I understand how crosswalks don’t necessarily give you an easy conversion, as I can relate it to foreign language learning. Some things just don’t translate well word for word, especially idioms. For example, we were watching Nailed It Mexico last night. It’s a Spanish language program but has been overdubbed in English. However, text on the screen is in Spanish, and translated with subtitles. The screen read “unos momentos luego” which directly translates to “some moments later”, but was translated into the more familiar English phrase “A few moments later”. Or, more obscurely, we could go with the phrase “patos malos” which directly translated means “bad ducks” but in Chilean slang means “thieves”.

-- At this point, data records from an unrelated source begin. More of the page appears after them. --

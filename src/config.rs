//! Environment configuration.
//!
//! Required:
//! - `WXSUITE_SUITE_ID`, `WXSUITE_SUITE_SECRET`
//! - `WXSUITE_CALLBACK_TOKEN`, `WXSUITE_ENCODING_AES_KEY`
//!
//! Optional:
//! - `WXSUITE_LAST_ENCODING_AES_KEY`: key in use before the last rotation
//! - `WXSUITE_HTTP_TIMEOUT_SECS` (default 10)
//! - `WXSUITE_RETRY_INTERVAL_SECS` (default 60)
//! - `WXSUITE_LISTEN_ADDR` (default `127.0.0.1:3000`)
//!
//! Call `dotenvy::dotenv()` first to pick up a `.env` file.

use std::fmt;
use std::net::{IpAddr, Ipv4Addr, SocketAddr};
use std::time::Duration;

use thiserror::Error;

use crate::keys::{AesKey, KeyError, KeyRing};
use crate::refresher::{DEFAULT_RETRY_INTERVAL, RefresherOptions};
use crate::token::{self, DEFAULT_HTTP_TIMEOUT, SuiteAuth, SuiteClient};

const DEFAULT_LISTEN_ADDR: SocketAddr = SocketAddr::new(IpAddr::V4(Ipv4Addr::LOCALHOST), 3000);

#[derive(Debug, Error)]
pub enum ConfigError {
    #[error("missing environment variable {0}")]
    Missing(&'static str),

    #[error("invalid {var}: {source}")]
    InvalidKey {
        var: &'static str,
        #[source]
        source: KeyError,
    },

    #[error("invalid {var}: {reason}")]
    Invalid { var: &'static str, reason: String },

    #[error("failed to build http client: {0}")]
    Http(#[from] token::Error),
}

/// Startup configuration for one suite.
#[derive(Clone)]
pub struct SuiteConfig {
    pub suite_id: String,
    pub suite_secret: String,
    pub callback_token: String,
    pub aes_key: AesKey,
    /// Zero when no previous key is configured
    pub last_aes_key: AesKey,
    pub http_timeout: Duration,
    pub retry_interval: Duration,
    pub listen_addr: SocketAddr,
}

impl fmt::Debug for SuiteConfig {
    fn fmt(&self, f: &mut fmt::Formatter<'_>) -> fmt::Result {
        f.debug_struct("SuiteConfig")
            .field("suite_id", &token::redact_id(&self.suite_id))
            .field("http_timeout", &self.http_timeout)
            .field("retry_interval", &self.retry_interval)
            .field("listen_addr", &self.listen_addr)
            .finish_non_exhaustive()
    }
}

impl SuiteConfig {
    /// Read from the process environment.
    pub fn from_env() -> Result<Self, ConfigError> {
        Self::from_lookup(|name| std::env::var(name).ok())
    }

    /// Read through `lookup`; empty values count as unset.
    pub fn from_lookup(lookup: impl Fn(&str) -> Option<String>) -> Result<Self, ConfigError> {
        let get = |name: &str| lookup(name).map(|v| v.trim().to_string()).filter(|v| !v.is_empty());
        let require = |name: &'static str| get(name).ok_or(ConfigError::Missing(name));

        let aes_key = parse_key("WXSUITE_ENCODING_AES_KEY", &require("WXSUITE_ENCODING_AES_KEY")?)?;
        let last_aes_key = match get("WXSUITE_LAST_ENCODING_AES_KEY") {
            Some(raw) => parse_key("WXSUITE_LAST_ENCODING_AES_KEY", &raw)?,
            None => AesKey::ZERO,
        };

        let listen_addr = match get("WXSUITE_LISTEN_ADDR") {
            Some(raw) => raw.parse().map_err(|e: std::net::AddrParseError| ConfigError::Invalid {
                var: "WXSUITE_LISTEN_ADDR",
                reason: e.to_string(),
            })?,
            None => DEFAULT_LISTEN_ADDR,
        };

        Ok(Self {
            suite_id: require("WXSUITE_SUITE_ID")?,
            suite_secret: require("WXSUITE_SUITE_SECRET")?,
            callback_token: require("WXSUITE_CALLBACK_TOKEN")?,
            aes_key,
            last_aes_key,
            http_timeout: parse_secs(get("WXSUITE_HTTP_TIMEOUT_SECS"), "WXSUITE_HTTP_TIMEOUT_SECS", DEFAULT_HTTP_TIMEOUT)?,
            retry_interval: parse_secs(get("WXSUITE_RETRY_INTERVAL_SECS"), "WXSUITE_RETRY_INTERVAL_SECS", DEFAULT_RETRY_INTERVAL)?,
            listen_addr,
        })
    }

    pub fn with_http_timeout(mut self, timeout: Duration) -> Self {
        self.http_timeout = timeout;
        self
    }

    pub fn with_retry_interval(mut self, interval: Duration) -> Self {
        self.retry_interval = interval;
        self
    }

    pub fn suite_auth(&self) -> SuiteAuth {
        SuiteAuth {
            suite_id: self.suite_id.clone(),
            suite_secret: self.suite_secret.clone(),
        }
    }

    /// Current key plus the pre-rotation key, if configured.
    pub fn key_ring(&self) -> KeyRing {
        KeyRing::with_previous(self.aes_key, self.last_aes_key)
    }

    pub fn refresher_options(&self) -> RefresherOptions {
        RefresherOptions {
            retry_interval: self.retry_interval,
            ..RefresherOptions::default()
        }
    }

    pub fn suite_client(&self) -> Result<SuiteClient, ConfigError> {
        Ok(SuiteClient::new(self.http_timeout)?)
    }
}

fn parse_key(var: &'static str, raw: &str) -> Result<AesKey, ConfigError> {
    AesKey::from_encoding_aes_key(raw).map_err(|source| ConfigError::InvalidKey { var, source })
}

fn parse_secs(
    raw: Option<String>,
    var: &'static str,
    default: Duration,
) -> Result<Duration, ConfigError> {
    let Some(raw) = raw else { return Ok(default) };
    match raw.parse::<u64>() {
        Ok(secs) if secs > 0 => Ok(Duration::from_secs(secs)),
        Ok(_) => Err(ConfigError::Invalid {
            var,
            reason: "must be positive".into(),
        }),
        Err(e) => Err(ConfigError::Invalid {
            var,
            reason: e.to_string(),
        }),
    }
}

#[cfg(test)]
mod tests {
    use super::*;
    use std::collections::HashMap;

    const KEY: &str = "abcdefghijklmnopqrstuvwxyz0123456789ABCDEFG";

    fn env(pairs: &[(&str, &str)]) -> impl Fn(&str) -> Option<String> {
        let map: HashMap<String, String> = pairs
            .iter()
            .map(|(k, v)| (k.to_string(), v.to_string()))
            .collect();
        move |name| map.get(name).cloned()
    }

    fn required() -> Vec<(&'static str, &'static str)> {
        vec![
            ("WXSUITE_SUITE_ID", "wwsuite0001"),
            ("WXSUITE_SUITE_SECRET", "secret"),
            ("WXSUITE_CALLBACK_TOKEN", "QDG6eK"),
            ("WXSUITE_ENCODING_AES_KEY", KEY),
        ]
    }

    #[test]
    fn defaults_apply() {
        let cfg = SuiteConfig::from_lookup(env(&required())).unwrap();
        assert_eq!(cfg.http_timeout, Duration::from_secs(10));
        assert_eq!(cfg.retry_interval, Duration::from_secs(60));
        assert_eq!(cfg.listen_addr.to_string(), "127.0.0.1:3000");
        assert!(cfg.last_aes_key.is_zero());
        assert_eq!(
            cfg.key_ring().current_key(),
            AesKey::from_encoding_aes_key(KEY).unwrap()
        );
    }

    #[test]
    fn missing_variable_is_reported() {
        let mut pairs = required();
        pairs.retain(|(k, _)| *k != "WXSUITE_SUITE_SECRET");
        assert!(matches!(
            SuiteConfig::from_lookup(env(&pairs)),
            Err(ConfigError::Missing("WXSUITE_SUITE_SECRET"))
        ));
    }

    #[test]
    fn bad_keys_abort_startup() {
        let mut pairs = required();
        pairs.push(("WXSUITE_LAST_ENCODING_AES_KEY", "too-short"));
        assert!(matches!(
            SuiteConfig::from_lookup(env(&pairs)),
            Err(ConfigError::InvalidKey {
                var: "WXSUITE_LAST_ENCODING_AES_KEY",
                ..
            })
        ));
    }

    #[test]
    fn overrides_are_parsed() {
        let mut pairs = required();
        pairs.push(("WXSUITE_RETRY_INTERVAL_SECS", "5"));
        pairs.push(("WXSUITE_LISTEN_ADDR", "0.0.0.0:8080"));
        pairs.push(("WXSUITE_HTTP_TIMEOUT_SECS", "0"));
        assert!(matches!(
            SuiteConfig::from_lookup(env(&pairs)),
            Err(ConfigError::Invalid {
                var: "WXSUITE_HTTP_TIMEOUT_SECS",
                ..
            })
        ));

        pairs.pop();
        let cfg = SuiteConfig::from_lookup(env(&pairs)).unwrap();
        assert_eq!(cfg.refresher_options().retry_interval, Duration::from_secs(5));
        assert_eq!(cfg.listen_addr.port(), 8080);
    }
}
//! Token issuance for WeCom third-party suites and WeChat apps.
//!
//! Provides the HTTP client used to obtain credentials, plus the
//! [`TokenSource`] capability consumed by the background refresher.
//!
//! Design:
//! - `SuiteClient` handles HTTP and basic error mapping; caching and refresh
//!   live in [`crate::refresher`].
//! - `SuiteTokenSource` issues `suite_access_token` and needs the suite ticket
//!   pushed by the platform.
//! - `AccessTokenSource` issues `access_token` from client credentials
//!   (Official Account / Mini Program, or WeCom corp).
//!
//! Endpoints:
//! - Suite: POST https://qyapi.weixin.qq.com/cgi-bin/service/get_suite_token
//!   body: {"suite_id", "suite_secret", "suite_ticket"}
//! - Official Account / Mini Program: GET https://api.weixin.qq.com/cgi-bin/token?grant_type=client_credential&appid=APPID&secret=APPSECRET
//! - WeCom corp: GET https://qyapi.weixin.qq.com/cgi-bin/gettoken?corpid=CORP_ID&corpsecret=CORP_SECRET
//!
//! Example (pseudo usage):
//! ```ignore
//! use std::sync::Arc;
//! use wxsuite_rs::{SuiteAuth, SuiteClient, SuiteTokenSource, TicketHolder, TokenSource};
//!
//! #[tokio::main]
//! async fn main() -> anyhow::Result<()> {
//!     let ticket = Arc::new(TicketHolder::new());
//!     ticket.set_if_non_empty("ticket-from-callback");
//!     let source = SuiteTokenSource::new(
//!         SuiteClient::default(),
//!         SuiteAuth { suite_id: "wwsuite".into(), suite_secret: "secret".into() },
//!         ticket,
//!     );
//!     let issued = source.issue().await?;
//!     println!("expires_in: {}", issued.expires_in);
//!     Ok(())
//! }
//! ```

use std::sync::Arc;
use std::time::Duration;

use async_trait::async_trait;
use reqwest::{RequestBuilder, Url};
use serde::{Deserialize, Serialize};
use thiserror::Error;
use tracing::{debug, instrument, warn};

use crate::errors;
use crate::ticket::TicketHolder;

/// Default upper bound for a single token request.
pub const DEFAULT_HTTP_TIMEOUT: Duration = Duration::from_secs(10);

const QYAPI_BASE: &str = "https://qyapi.weixin.qq.com";
const MP_API_BASE: &str = "https://api.weixin.qq.com";

/// Client-credential authentication
///
/// - OfficialAccount: Official Account / Mini Program uses appid + appsecret
/// - WeCom: WeCom corp uses corp_id + corp_secret
#[derive(Clone, Debug)]
pub enum Auth {
    /// Official Account / Mini Program
    OfficialAccount { appid: String, secret: String },
    /// WeCom corp (self-built application)
    WeCom {
        corp_id: String,
        corp_secret: String,
    },
}

impl Auth {
    /// The identifier this credential is scoped to.
    pub fn scope(&self) -> String {
        match self {
            Auth::OfficialAccount { appid, .. } => format!("oa:{}", appid),
            Auth::WeCom { corp_id, .. } => format!("wecom:{}", corp_id),
        }
    }
}

/// Third-party suite identity
#[derive(Clone, Debug)]
pub struct SuiteAuth {
    pub suite_id: String,
    pub suite_secret: String,
}

/// A freshly issued credential as reported by the platform
#[derive(Clone, Debug, Deserialize, PartialEq, Eq)]
pub struct IssuedToken {
    /// Token string (`access_token` or `suite_access_token`)
    #[serde(alias = "suite_access_token")]
    pub access_token: String,
    /// Lifetime in seconds; must be positive
    pub expires_in: i64,
}

/// WeChat API error body
#[derive(Clone, Debug, Deserialize)]
pub struct WxError {
    pub errcode: i64,
    pub errmsg: String,
}

/// Raw token response (either success or error)
#[derive(Clone, Debug, Deserialize)]
#[serde(untagged)]
enum TokenRawResp {
    Ok(IssuedToken),
    Err(WxError),
}

#[derive(Serialize)]
struct SuiteTokenRequest<'a> {
    suite_id: &'a str,
    suite_secret: &'a str,
    suite_ticket: &'a str,
}

/// Unified error type for token issuance
#[derive(Debug, Error)]
pub enum Error {
    #[error("http error: {0}")]
    Http(#[from] reqwest::Error),

    #[error("invalid url: {0}")]
    InvalidUrl(String),

    #[error("unexpected http status {status}: {body}")]
    Status { status: u16, body: String },

    #[error("weixin error {code}: {message}")]
    Wx { code: i64, message: String },

    #[error("unexpected token response (status {status}): {error}; body: {body}")]
    UnexpectedTokenResponse {
        status: u16,
        error: String,
        body: String,
    },

    #[error("expires_in must be positive, got {0}")]
    NonPositiveExpiresIn(i64),

    #[error("suite ticket not yet configured")]
    TicketNotConfigured,

    #[error("token request timed out after {0:?}")]
    Timeout(Duration),
}

impl Error {
    /// Whether the platform reported that the token itself is invalid or expired.
    pub fn should_refresh_token(&self) -> bool {
        match self {
            Error::Wx { code, .. } => errors::should_refresh_token(*code),
            _ => false,
        }
    }
}

pub type Result<T> = std::result::Result<T, Error>;

/// Something that can mint a new credential on demand.
///
/// The refresher owns the schedule; implementations only perform one
/// issuance per call and must not cache.
#[async_trait]
pub trait TokenSource: Send + Sync + 'static {
    /// Call the remote issuing endpoint once.
    async fn issue(&self) -> Result<IssuedToken>;

    /// Identity the issued credential belongs to (for logs and cache keys).
    fn scope(&self) -> String;
}

/// HTTP client for the token endpoints
///
/// - Wraps `reqwest::Client`
/// - Provides token fetching (no caching/auto-refresh here)
#[derive(Clone, Debug)]
pub struct SuiteClient {
    http: reqwest::Client,
    qyapi_base: Url,
    mp_base: Url,
}

impl Default for SuiteClient {
    fn default() -> Self {
        Self::new(DEFAULT_HTTP_TIMEOUT).expect("reqwest::Client build must succeed")
    }
}

impl SuiteClient {
    /// Build a client whose requests are bounded by `timeout`.
    pub fn new(timeout: Duration) -> Result<Self> {
        let http = reqwest::Client::builder()
            .gzip(true)
            .timeout(timeout)
            .build()?;
        Ok(Self::with_http(http))
    }

    /// Use a custom `reqwest::Client`
    pub fn with_http(http: reqwest::Client) -> Self {
        Self {
            http,
            qyapi_base: Url::parse(QYAPI_BASE).expect("static url"),
            mp_base: Url::parse(MP_API_BASE).expect("static url"),
        }
    }

    /// Point both API hosts at `base` (useful for proxies and test servers).
    pub fn with_base_url(mut self, base: &str) -> Result<Self> {
        let url = Url::parse(base).map_err(|e| Error::InvalidUrl(e.to_string()))?;
        self.qyapi_base = url.clone();
        self.mp_base = url;
        Ok(self)
    }

    /// Fetch `suite_access_token`
    ///
    /// POST {qyapi}/cgi-bin/service/get_suite_token (do not log secrets or tickets)
    #[instrument(level = "debug", skip(self, auth, ticket), fields(suite = %redact_id(&auth.suite_id)))]
    pub async fn get_suite_token(&self, auth: &SuiteAuth, ticket: &str) -> Result<IssuedToken> {
        if ticket.is_empty() {
            return Err(Error::TicketNotConfigured);
        }
        let url = self
            .qyapi_base
            .join("cgi-bin/service/get_suite_token")
            .map_err(|e| Error::InvalidUrl(e.to_string()))?;
        let body = SuiteTokenRequest {
            suite_id: &auth.suite_id,
            suite_secret: &auth.suite_secret,
            suite_ticket: ticket,
        };
        debug!("requesting suite_access_token");
        self.request_token(self.http.post(url).json(&body)).await
    }

    /// Fetch access_token from client credentials
    ///
    /// - Official Account / Mini Program:
    ///   GET {mp}/cgi-bin/token, params: grant_type=client_credential, appid, secret
    ///
    /// - WeCom corp:
    ///   GET {qyapi}/cgi-bin/gettoken, params: corpid, corpsecret
    #[instrument(level = "debug", skip(self, auth))]
    pub async fn get_access_token(&self, auth: &Auth) -> Result<IssuedToken> {
        match auth {
            Auth::OfficialAccount { appid, secret } => {
                let mut url = self
                    .mp_base
                    .join("cgi-bin/token")
                    .map_err(|e| Error::InvalidUrl(e.to_string()))?;
                url.query_pairs_mut()
                    .append_pair("grant_type", "client_credential")
                    .append_pair("appid", appid)
                    .append_pair("secret", secret);
                if appid.starts_with("ww") {
                    warn!(
                        "appid starts with 'ww' (likely a WeCom corpid); use Auth::WeCom for corp credentials"
                    );
                }
                debug!(appid = %redact_id(appid), "requesting Official Account / Mini Program access_token");
                self.request_token(self.http.get(url)).await
            }
            Auth::WeCom {
                corp_id,
                corp_secret,
            } => {
                let mut url = self
                    .qyapi_base
                    .join("cgi-bin/gettoken")
                    .map_err(|e| Error::InvalidUrl(e.to_string()))?;
                url.query_pairs_mut()
                    .append_pair("corpid", corp_id)
                    .append_pair("corpsecret", corp_secret);
                if corp_id.starts_with("wx") {
                    warn!(
                        "corpid starts with 'wx' (likely an OA/MP appid); use Auth::OfficialAccount instead"
                    );
                }
                debug!(corp_id = %redact_id(corp_id), "requesting WeCom access_token");
                self.request_token(self.http.get(url)).await
            }
        }
    }

    async fn request_token(&self, request: RequestBuilder) -> Result<IssuedToken> {
        let resp = request.send().await?;
        let status = resp.status();
        let bytes = resp.bytes().await?;

        if !status.is_success() {
            return Err(Error::Status {
                status: status.as_u16(),
                body: redact_body(&bytes),
            });
        }

        match serde_json::from_slice::<TokenRawResp>(&bytes) {
            Ok(TokenRawResp::Ok(ok)) => {
                if ok.expires_in <= 0 {
                    return Err(Error::NonPositiveExpiresIn(ok.expires_in));
                }
                Ok(ok)
            }
            Ok(TokenRawResp::Err(err)) if err.errcode != 0 => {
                debug!(
                    errcode = err.errcode,
                    hint = errors::hint_for(err.errcode),
                    "token endpoint returned an error"
                );
                Err(Error::Wx {
                    code: err.errcode,
                    message: err.errmsg,
                })
            }
            Ok(TokenRawResp::Err(_)) => Err(Error::UnexpectedTokenResponse {
                status: status.as_u16(),
                error: "errcode 0 without a token".to_string(),
                body: redact_body(&bytes),
            }),
            Err(de_err) => Err(Error::UnexpectedTokenResponse {
                status: status.as_u16(),
                error: de_err.to_string(),
                body: redact_body(&bytes),
            }),
        }
    }
}

/// Issues `suite_access_token` using the most recent suite ticket.
#[derive(Clone, Debug)]
pub struct SuiteTokenSource {
    client: SuiteClient,
    auth: SuiteAuth,
    ticket: Arc<TicketHolder>,
}

impl SuiteTokenSource {
    pub fn new(client: SuiteClient, auth: SuiteAuth, ticket: Arc<TicketHolder>) -> Self {
        Self {
            client,
            auth,
            ticket,
        }
    }
}

#[async_trait]
impl TokenSource for SuiteTokenSource {
    async fn issue(&self) -> Result<IssuedToken> {
        let ticket = self.ticket.get();
        self.client.get_suite_token(&self.auth, &ticket).await
    }

    fn scope(&self) -> String {
        format!("suite:{}", self.auth.suite_id)
    }
}

/// Issues `access_token` from client credentials.
#[derive(Clone, Debug)]
pub struct AccessTokenSource {
    client: SuiteClient,
    auth: Auth,
}

impl AccessTokenSource {
    pub fn new(client: SuiteClient, auth: Auth) -> Self {
        Self { client, auth }
    }
}

#[async_trait]
impl TokenSource for AccessTokenSource {
    async fn issue(&self) -> Result<IssuedToken> {
        self.client.get_access_token(&self.auth).await
    }

    fn scope(&self) -> String {
        self.auth.scope()
    }
}

/// Redact an ID for logs: keep first 2 and last 2 chars where possible
pub(crate) fn redact_id(id: &str) -> String {
    if id.len() <= 4 || !id.is_ascii() {
        format!("{}***", id.chars().take(2).collect::<String>())
    } else {
        format!("{}***{}", &id[..2], &id[id.len() - 2..])
    }
}

// Redact token fields and truncate so bodies are safe to surface in errors.
fn redact_body(bytes: &[u8]) -> String {
    let mut body = String::from_utf8_lossy(bytes).to_string();
    if let Ok(mut v) = serde_json::from_str::<serde_json::Value>(&body) {
        if let Some(obj) = v.as_object_mut() {
            for field in ["access_token", "suite_access_token"] {
                if obj.contains_key(field) {
                    obj.insert(
                        field.to_string(),
                        serde_json::Value::String("[redacted]".into()),
                    );
                }
            }
        }
        if let Ok(s) = serde_json::to_string(&v) {
            body = s;
        }
    }
    if body.len() > 2048 {
        let mut cut = 2048;
        while !body.is_char_boundary(cut) {
            cut -= 1;
        }
        body.truncate(cut);
        body.push_str("...");
    }
    body
}

#[cfg(test)]
mod tests {
    use super::*;

    #[test]
    fn issued_token_accepts_suite_field_name() {
        let raw: TokenRawResp = serde_json::from_str(
            r#"{"errcode":0,"errmsg":"ok","suite_access_token":"abc","expires_in":7200}"#,
        )
        .unwrap();
        match raw {
            TokenRawResp::Ok(t) => {
                assert_eq!(t.access_token, "abc");
                assert_eq!(t.expires_in, 7200);
            }
            TokenRawResp::Err(_) => panic!("expected success variant"),
        }
    }

    #[test]
    fn error_body_decodes_as_wx_error() {
        let raw: TokenRawResp =
            serde_json::from_str(r#"{"errcode":40085,"errmsg":"invalid suite_ticket"}"#).unwrap();
        assert!(matches!(raw, TokenRawResp::Err(WxError { errcode: 40085, .. })));
    }

    #[test]
    fn redact_body_hides_tokens() {
        let body = redact_body(br#"{"access_token":"secret","expires_in":"x"}"#);
        assert!(!body.contains("secret"));
        assert!(body.contains("[redacted]"));
    }

    #[test]
    fn redact_id_keeps_edges() {
        assert_eq!(redact_id("ww1234567890"), "ww***90");
        assert_eq!(redact_id("abc"), "ab***");
    }

    #[test]
    fn auth_scope_prefixes() {
        let oa = Auth::OfficialAccount {
            appid: "wx1".into(),
            secret: "s".into(),
        };
        let corp = Auth::WeCom {
            corp_id: "ww1".into(),
            corp_secret: "s".into(),
        };
        assert_eq!(oa.scope(), "oa:wx1");
        assert_eq!(corp.scope(), "wecom:ww1");
    }
}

I’ve been thinking about WEMI this past week, and I came up with a better analogy (for me to understand anyway). For me, it makes more sense to explain it starting with a story that is “traditional” – that most likely came out of an oral tradition hundreds of years ago and is in the “public domain” with no known author. In fact, an oral storytelling tradition would mean that there would be many different versions of the story before one was written down. I made the diagram above based on the fairy tale Snow White and the Seven Dwarves, and used the examples of the Walt Disney movie and the short story Snow, Glass, Apples by Neil Gaiman.
I hope this helps someone else!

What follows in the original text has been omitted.